Exercise brief.
Please show every line from the entries that carries the word "MemoryIdentityProvider".
(Supplied records Opens)
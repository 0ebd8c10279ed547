// SPDX-License-Identifier: MIT
// Copyright 2026 Roland Dreier <roland@rolandd.dev>

use academy_api::config::Config;
use academy_api::db::{MemoryStore, PgStore, UserRepository};
use academy_api::models::{NewUser, Role, UserRecord};
use academy_api::routes::create_router;
use academy_api::services::{IdentityProvider, MemoryIdentityProvider};
use academy_api::AppState;
use axum::body::Body;
use axum::http::{header, Method, Request, StatusCode};
use jsonwebtoken::{encode, Algorithm, EncodingKey, Header};
use serde_json::Value;
use std::sync::Arc;
use std::time::{SystemTime, UNIX_EPOCH};
use tower::ServiceExt;

/// PostgreSQL URL for integration tests, if one is configured.
#[allow(dead_code)]
pub fn database_url() -> Option<String> {
    std::env::var("DATABASE_URL").ok().filter(|url| !url.is_empty())
}

/// Skip test with message if no database is configured.
#[macro_export]
macro_rules! require_database {
    () => {
        if crate::common::database_url().is_none() {
            eprintln!("⚠️  Skipping: DATABASE_URL not set");
            return;
        }
    };
}

/// Connect to the test database and apply migrations.
#[allow(dead_code)]
pub async fn test_pg_store() -> PgStore {
    let url = database_url().expect("DATABASE_URL not set");
    let store = PgStore::connect(&url)
        .await
        .expect("Failed to connect to test database");
    store.migrate().await.expect("Failed to run migrations");
    store
}

/// Router plus handles on its in-memory backends.
#[allow(dead_code)]
pub struct TestApp {
    pub router: axum::Router,
    pub state: Arc<AppState>,
    pub store: Arc<MemoryStore>,
    pub provider: Arc<MemoryIdentityProvider>,
}

/// Create a test app with an in-memory store and identity provider.
#[allow(dead_code)]
pub fn create_test_app() -> TestApp {
    build_app(true)
}

/// Create a test app without identity provider admin access.
#[allow(dead_code)]
pub fn create_test_app_without_provider() -> TestApp {
    build_app(false)
}

fn build_app(with_provider: bool) -> TestApp {
    let config = Config::test_default();
    let store = Arc::new(MemoryStore::new());
    let provider = Arc::new(MemoryIdentityProvider::new());
    let identity: Option<Arc<dyn IdentityProvider>> = if with_provider {
        Some(provider.clone() as Arc<dyn IdentityProvider>)
    } else {
        None
    };

    let state = Arc::new(AppState::new(config, store.clone(), store.clone(), identity));

    TestApp {
        router: create_router(state.clone()),
        state,
        store,
        provider,
    }
}

/// Create a session token the way the identity provider would.
#[allow(dead_code)]
pub fn create_test_jwt(sub: &str, email: Option<&str>, metadata: Value) -> String {
    let now = SystemTime::now()
        .duration_since(UNIX_EPOCH)
        .unwrap()
        .as_secs();

    let mut claims = serde_json::json!({
        "sub": sub,
        "aud": "authenticated",
        "iat": now,
        "exp": now + 3600,
        "user_metadata": metadata,
    });
    if let Some(email) = email {
        claims["email"] = Value::String(email.to_string());
    }

    encode(
        &Header::new(Algorithm::HS256),
        &claims,
        &EncodingKey::from_secret(&Config::test_default().jwt_secret),
    )
    .unwrap()
}

/// Token with an email and empty metadata.
#[allow(dead_code)]
pub fn token_for(sub: &str, email: &str) -> String {
    create_test_jwt(sub, Some(email), serde_json::json!({}))
}

/// Insert a user record directly.
#[allow(dead_code)]
pub async fn seed_user(store: &MemoryStore, id: &str, email: Option<&str>, role: Role) -> UserRecord {
    store
        .create(NewUser {
            id: id.to_string(),
            email: email.map(str::to_string),
            display_name: Some(format!("User {}", id)),
            student_alias: None,
            role,
        })
        .await
        .unwrap()
}

/// Send one request with a bearer token and optional JSON body.
#[allow(dead_code)]
pub async fn send(
    app: &TestApp,
    method: Method,
    uri: &str,
    token: &str,
    body: Option<Value>,
) -> (StatusCode, Value) {
    let mut builder = Request::builder()
        .method(method)
        .uri(uri)
        .header(header::AUTHORIZATION, format!("Bearer {}", token));

    let body = match body {
        Some(json) => {
            builder = builder.header(header::CONTENT_TYPE, "application/json");
            Body::from(json.to_string())
        }
        None => Body::empty(),
    };

    let response = app
        .router
        .clone()
        .oneshot(builder.body(body).unwrap())
        .await
        .unwrap();

    let status = response.status();
    let bytes = axum::body::to_bytes(response.into_body(), 1024 * 1024)
        .await
        .unwrap();
    let json = if bytes.is_empty() {
        Value::Null
    } else {
        serde_json::from_slice(&bytes).unwrap_or(Value::Null)
    };
    (status, json)
}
(Supplied records Closes)
Answer space.
use academy_api::services::{IdentityProvider, MemoryIdentityProvider};
    pub provider: Arc<MemoryIdentityProvider>,
    let provider = Arc::new(MemoryIdentityProvider::new());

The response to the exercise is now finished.